*** DATA UNDER STUDY ***

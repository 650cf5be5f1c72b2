//! Patient models.

use serde::{Deserialize, Serialize};

use super::appointment::Appointment;
use super::medication::Medication;
use super::treatment::Treatment;
use super::validate::{require_date, require_text, Validate, ValidationError};

/// Biological sex as recorded on the patient sheet.
#[derive(Debug, Clone, Copy, Default, Serialize, Deserialize, PartialEq, Eq)]
#[serde(from = "String", into = "String")]
pub enum Sex {
    M,
    F,
    /// Not recorded. Serializes to an empty string.
    #[default]
    Unknown,
}

impl Sex {
    /// Storage token for the `sexo` column.
    pub fn as_str(&self) -> &'static str {
        match self {
            Sex::M => "M",
            Sex::F => "F",
            Sex::Unknown => "",
        }
    }

    /// Parse a stored token. Unrecognized values map to `Unknown`.
    pub fn from_token(token: &str) -> Self {
        match token.trim() {
            "M" | "m" => Sex::M,
            "F" | "f" => Sex::F,
            _ => Sex::Unknown,
        }
    }
}

impl From<String> for Sex {
    fn from(token: String) -> Self {
        Sex::from_token(&token)
    }
}

impl From<Sex> for String {
    fn from(sex: Sex) -> Self {
        sex.as_str().to_string()
    }
}

/// A patient record, the root of the clinical graph.
#[derive(Debug, Clone, Serialize, Deserialize, PartialEq)]
pub struct Patient {
    /// Generated identifier, immutable once assigned. Unique key for all
    /// dependent-record foreign keys.
    pub id_paciente: i64,
    /// Given name.
    pub nombre: String,
    /// Family name.
    pub apellido: String,
    /// Birth date, ISO `YYYY-MM-DD`.
    pub fecha_nacimiento: String,
    /// Recorded sex.
    #[serde(default)]
    pub sexo: Sex,
    /// Contact phone number.
    pub telefono: Option<String>,
    /// Postal address.
    pub direccion: Option<String>,
    /// Free-text blood-type token, e.g. "O+".
    pub tipo_sangre: Option<String>,
    /// Known allergies, free text.
    pub alergias: Option<String>,
    /// Active flag. New patients start active.
    pub activo: bool,
}

impl Patient {
    /// Display name as shown in lists.
    pub fn full_name(&self) -> String {
        format!("{} {}", self.nombre, self.apellido)
    }
}

/// Payload for creating or updating a patient.
#[derive(Debug, Clone, Serialize, Deserialize, PartialEq)]
pub struct NewPatient {
    pub nombre: String,
    pub apellido: String,
    /// Birth date, ISO `YYYY-MM-DD`.
    pub fecha_nacimiento: String,
    #[serde(default)]
    pub sexo: Sex,
    pub telefono: Option<String>,
    pub direccion: Option<String>,
    pub tipo_sangre: Option<String>,
    pub alergias: Option<String>,
    /// Defaults to true when omitted.
    #[serde(default = "default_active")]
    pub activo: bool,
}

fn default_active() -> bool {
    true
}

impl Default for NewPatient {
    fn default() -> Self {
        Self {
            nombre: String::new(),
            apellido: String::new(),
            fecha_nacimiento: String::new(),
            sexo: Sex::Unknown,
            telefono: None,
            direccion: None,
            tipo_sangre: None,
            alergias: None,
            activo: true,
        }
    }
}

impl NewPatient {
    /// Create a payload with the required fields set.
    pub fn new(nombre: String, apellido: String, fecha_nacimiento: String) -> Self {
        Self {
            nombre,
            apellido,
            fecha_nacimiento,
            ..Self::default()
        }
    }
}

impl Validate for NewPatient {
    fn validate(&self) -> Result<(), ValidationError> {
        require_text("nombre", &self.nombre)?;
        require_text("apellido", &self.apellido)?;
        require_date("fecha_nacimiento", &self.fecha_nacimiento)?;
        Ok(())
    }
}

/// A patient together with its dependent collections, as returned by the
/// detail view.
#[derive(Debug, Clone, Serialize, Deserialize, PartialEq)]
pub struct PatientDetails {
    #[serde(flatten)]
    pub paciente: Patient,
    pub citas: Vec<Appointment>,
    pub tratamientos: Vec<Treatment>,
    pub medicamentos: Vec<Medication>,
}
//! Treatment (tratamiento) models.

use serde::{Deserialize, Serialize};

use super::validate::{optional_date, require_text, Validate, ValidationError};

/// A diagnosis-and-medication plan belonging to one patient.
#[derive(Debug, Clone, Serialize, Deserialize, PartialEq)]
pub struct Treatment {
    pub id_tratamiento: i64,
    /// Owning patient id.
    pub id_paciente: i64,
    pub diagnostico: String,
    pub medicamento: String,
    pub dosis: String,
    /// Optional start date, ISO `YYYY-MM-DD`.
    pub fecha_inicio: Option<String>,
    /// Optional end date, ISO `YYYY-MM-DD`.
    pub fecha_fin: Option<String>,
    pub notas: Option<String>,
}

/// Payload for creating or updating a treatment.
#[derive(Debug, Clone, Default, Serialize, Deserialize, PartialEq)]
pub struct NewTreatment {
    pub diagnostico: String,
    pub medicamento: String,
    pub dosis: String,
    pub fecha_inicio: Option<String>,
    pub fecha_fin: Option<String>,
    pub notas: Option<String>,
}

impl NewTreatment {
    /// Create a payload with the required fields set.
    pub fn new(diagnostico: String, medicamento: String, dosis: String) -> Self {
        Self {
            diagnostico,
            medicamento,
            dosis,
            ..Self::default()
        }
    }
}

impl Validate for NewTreatment {
    fn validate(&self) -> Result<(), ValidationError> {
        require_text("diagnostico", &self.diagnostico)?;
        require_text("medicamento", &self.medicamento)?;
        require_text("dosis", &self.dosis)?;
        optional_date("fecha_inicio", self.fecha_inicio.as_deref())?;
        optional_date("fecha_fin", self.fecha_fin.as_deref())?;
        Ok(())
    }
}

*** End of DATA UNDER STUDY ***

* ABOUT THIS EXERCISE
A complete, exact copy of the entries is required.

* YOUR SOLUTION
repository 650cf5be5f1c72b2
//! Patient models.

use serde::{Deserialize, Serialize};

use super::appointment::Appointment;
use super::medication::Medication;
use super::treatment::Treatment;
use super::validate::{require_date, require_text, Validate, ValidationError};

/// Biological sex as recorded on the patient sheet.
#[derive(Debug, Clone, Copy, Default, Serialize, Deserialize, PartialEq, Eq)]
#[serde(from = "String", into = "String")]
pub enum Sex {
    M,
    F,
    /// Not recorded. Serializes to an empty string.
    #[default]
    Unknown,
}

impl Sex {
    /// Storage token for the `sexo` column.
    pub fn as_str(&self) -> &'static str {
        match self {
            Sex::M => "M",
            Sex::F => "F",
            Sex::Unknown => "",
        }
    }

    /// Parse a stored token. Unrecognized values map to `Unknown`.
    pub fn from_token(token: &str) -> Self {
        match token.trim() {
            "M" | "m" => Sex::M,
            "F" | "f" => Sex::F,
            _ => Sex::Unknown,
        }
    }
}

impl From<String> for Sex {
    fn from(token: String) -> Self {
        Sex::from_token(&token)
    }
}

impl From<Sex> for String {
    fn from(sex: Sex) -> Self {
        sex.as_str().to_string()
    }
}

/// A patient record, the root of the clinical graph.
#[derive(Debug, Clone, Serialize, Deserialize, PartialEq)]
pub struct Patient {
    /// Generated identifier, immutable once assigned. Unique key for all
    /// dependent-record foreign keys.
    pub id_paciente: i64,
    /// Given name.
    pub nombre: String,
    /// Family name.
    pub apellido: String,
    /// Birth date, ISO `YYYY-MM-DD`.
    pub fecha_nacimiento: String,
    /// Recorded sex.
    #[serde(default)]
    pub sexo: Sex,
    /// Contact phone number.
    pub telefono: Option<String>,
    /// Postal address.
    pub direccion: Option<String>,
    /// Free-text blood-type token, e.g. "O+".
    pub tipo_sangre: Option<String>,
    /// Known allergies, free text.
    pub alergias: Option<String>,
    /// Active flag. New patients start active.
    pub activo: bool,
}

impl Patient {
    /// Display name as shown in lists.
    pub fn full_name(&self) -> String {
        format!("{} {}", self.nombre, self.apellido)
    }
}

/// Payload for creating or updating a patient.
#[derive(Debug, Clone, Serialize, Deserialize, PartialEq)]
pub struct NewPatient {
    pub nombre: String,
    pub apellido: String,
    /// Birth date, ISO `YYYY-MM-DD`.
    pub fecha_nacimiento: String,
    #[serde(default)]
    pub sexo: Sex,
    pub telefono: Option<String>,
    pub direccion: Option<String>,
    pub tipo_sangre: Option<String>,
    pub alergias: Option<String>,
    /// Defaults to true when omitted.
    #[serde(default = "default_active")]
    pub activo: bool,
}

fn default_active() -> bool {
    true
}

impl Default for NewPatient {
    fn default() -> Self {
        Self {
            nombre: String::new(),
            apellido: String::new(),
            fecha_nacimiento: String::new(),
            sexo: Sex::Unknown,
            telefono: None,
            direccion: None,
            tipo_sangre: None,
            alergias: None,
            activo: true,
        }
    }
}

impl NewPatient {
    /// Create a payload with the required fields set.
    pub fn new(nombre: String, apellido: String, fecha_nacimiento: String) -> Self {
        Self {
            nombre,
            apellido,
            fecha_nacimiento,
            ..Self::default()
        }
    }
}

impl Validate for NewPatient {
    fn validate(&self) -> Result<(), ValidationError> {
        require_text("nombre", &self.nombre)?;
        require_text("apellido", &self.apellido)?;
        require_date("fecha_nacimiento", &self.fecha_nacimiento)?;
        Ok(())
    }
}

/// A patient together with its dependent collections, as returned by the
/// detail view.
#[derive(Debug, Clone, Serialize, Deserialize, PartialEq)]
pub struct PatientDetails {
    #[serde(flatten)]
    pub paciente: Patient,
    pub citas: Vec<Appointment>,
    pub tratamientos: Vec<Treatment>,
    pub medicamentos: Vec<Medication>,
}
//! Treatment (tratamiento) models.

use serde::{Deserialize, Serialize};

use super::validate::{optional_date, require_text, Validate, ValidationError};

/// A diagnosis-and-medication plan belonging to one patient.
#[derive(Debug, Clone, Serialize, Deserialize, PartialEq)]
pub struct Treatment {
    pub id_tratamiento: i64,
    /// Owning patient id.
    pub id_paciente: i64,
    pub diagnostico: String,
    pub medicamento: String,
    pub dosis: String,
    /// Optional start date, ISO `YYYY-MM-DD`.
    pub fecha_inicio: Option<String>,
    /// Optional end date, ISO `YYYY-MM-DD`.
    pub fecha_fin: Option<String>,
    pub notas: Option<String>,
}

/// Payload for creating or updating a treatment.
#[derive(Debug, Clone, Default, Serialize, Deserialize, PartialEq)]
pub struct NewTreatment {
    pub diagnostico: String,
    pub medicamento: String,
    pub dosis: String,
    pub fecha_inicio: Option<String>,
    pub fecha_fin: Option<String>,
    pub notas: Option<String>,
}

impl NewTreatment {
    /// Create a payload with the required fields set.
    pub fn new(diagnostico: String, medicamento: String, dosis: String) -> Self {
        Self {
            diagnostico,
            medicamento,
            dosis,
            ..Self::default()
        }
    }
}

impl Validate for NewTreatment {
    fn validate(&self) -> Result<(), ValidationError> {
        require_text("diagnostico", &self.diagnostico)?;
        require_text("medicamento", &self.medicamento)?;
        require_text("dosis", &self.dosis)?;
        optional_date("fecha_inicio", self.fecha_inicio.as_deref())?;
        optional_date("fecha_fin", self.fecha_fin.as_deref())?;
        Ok(())
    }
}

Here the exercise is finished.